The reply should consist of one number, which is how many lines in the material below contain "normal".
== Segment start ==
//! Bootstrap-averaged 2D densities on the shared grid.

use crate::grid::Grid;
use crate::projection::project;
use mpase_core::{density_from_vec, CfgHdr, DensityMap, Error, Plane, Result};
use mpase_imgproc::{bin_indices_2d, gaussian_filter, histogram_from_bins};
use nalgebra::Point3;
use rand::rngs::StdRng;
use rand::{Rng, SeedableRng};
use std::collections::BTreeMap;
use tracing::debug;

/// Points drawn (with replacement) per bootstrap round.
pub fn resample_size(n: usize, sample_frac: f64) -> usize {
    ((sample_frac * n as f64).round() as usize).max(1)
}

struct PlaneAccumulator {
    plane: Plane,
    nx: u32,
    ny: u32,
    bins: Vec<Option<u32>>,
    sum: Vec<f64>,
}

/// Average of `n_boot` smoothed histograms, one field per requested plane.
///
/// Every round draws one resample that feeds all planes, so the planes of a
/// label stay consistent. The generator is seeded with `seed` alone.
pub fn boot_density_2d(
    points: &[Point3<f64>],
    grid: &Grid,
    planes: &[Plane],
    cfg: &CfgHdr,
    seed: u64,
) -> Result<BTreeMap<Plane, DensityMap>> {
    if points.is_empty() {
        return Err(Error::invalid_input("bootstrap density needs at least one point"));
    }
    if cfg.n_boot == 0 {
        return Err(Error::config("n_boot must be at least 1"));
    }

    let mut accs = Vec::with_capacity(planes.len());
    for &plane in planes {
        let (ex, ey) = grid.plane_edges(plane);
        let (nx, ny) = grid.plane_size(plane);
        let bins = bin_indices_2d(&project(points, plane), ex, ey)?;
        accs.push(PlaneAccumulator {
            plane,
            nx,
            ny,
            bins,
            sum: vec![0.0; nx as usize * ny as usize],
        });
    }

    let n = points.len();
    let k = resample_size(n, cfg.sample_frac);
    let mut rng = StdRng::seed_from_u64(seed);
    let mut sample = vec![0usize; k];

    for _ in 0..cfg.n_boot {
        for s in sample.iter_mut() {
            *s = rng.gen_range(0..n);
        }
        for acc in accs.iter_mut() {
            let hist = histogram_from_bins(&acc.bins, &sample, acc.nx, acc.ny);
            let smooth = gaussian_filter(&hist, cfg.sigma_px);
            for (a, &v) in acc.sum.iter_mut().zip(smooth.as_raw()) {
                *a += f64::from(v);
            }
        }
    }

    let inv = 1.0 / cfg.n_boot as f64;
    let mut out = BTreeMap::new();
    for acc in accs {
        let data: Vec<f32> = acc.sum.iter().map(|&v| (v * inv) as f32).collect();
        let field = density_from_vec(acc.nx, acc.ny, data)
            .ok_or_else(|| Error::invalid_input("density buffer size mismatch"))?;
        out.insert(acc.plane, field);
    }
    debug!(n, k, n_boot = cfg.n_boot, planes = out.len(), "bootstrap density done");
    Ok(out)
}

#[cfg(test)]
mod tests {
    use super::*;

    fn gaussian_cloud(n: usize, seed: u64) -> Vec<Point3<f64>> {
        let mut rng = StdRng::seed_from_u64(seed);
        let mut normal = move || {
            let u1: f64 = rng.gen_range(1e-12..1.0);
            let u2: f64 = rng.gen();
            (-2.0 * u1.ln()).sqrt() * (std::f64::consts::TAU * u2).cos()
        };
        (0..n)
            .map(|_| Point3::new(normal(), 0.5 * normal(), 0.25 * normal()))
            .collect()
    }

    fn cfg(n_boot: usize) -> CfgHdr {
        CfgHdr {
            n_boot,
            ..CfgHdr::default()
        }
    }

    #[test]
    fn identical_seed_reproduces_fields() {
        let pts = gaussian_cloud(400, 1);
        let grid = Grid::from_points(&pts, 64, 0.05).unwrap();
        let a = boot_density_2d(&pts, &grid, &Plane::ALL, &cfg(8), 7).unwrap();
        let b = boot_density_2d(&pts, &grid, &Plane::ALL, &cfg(8), 7).unwrap();
        assert_eq!(a, b);
        let c = boot_density_2d(&pts, &grid, &Plane::ALL, &cfg(8), 8).unwrap();
        assert_ne!(a[&Plane::XY], c[&Plane::XY]);
    }

    #[test]
    fn mass_matches_resample_size() {
        let pts = gaussian_cloud(300, 2);
        let grid = Grid::from_points(&pts, 48, 0.2).unwrap();
        let hdr = CfgHdr {
            n_boot: 4,
            sample_frac: 0.5,
            ..CfgHdr::default()
        };
        let fields = boot_density_2d(&pts, &grid, &[Plane::XZ], &hdr, 0).unwrap();
        assert_eq!(fields.len(), 1);
        let f = &fields[&Plane::XZ];
        assert_eq!(f.dimensions(), grid.plane_size(Plane::XZ));
        let total: f64 = f.as_raw().iter().map(|&v| f64::from(v)).sum();
        // Reflective borders keep the blurred mass; padding keeps points inside.
        assert!((total - 150.0).abs() < 1e-2, "total {total}");
    }

    #[test]
    fn rejects_empty_input() {
        let pts = gaussian_cloud(10, 3);
        let grid = Grid::from_points(&pts, 32, 0.05).unwrap();
        assert!(boot_density_2d(&[], &grid, &Plane::ALL, &cfg(2), 0).is_err());
        assert_eq!(resample_size(10, 0.01), 1);
        assert_eq!(resample_size(10, 1.0), 10);
    }
}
== Segment end ==
Output of the exercise
2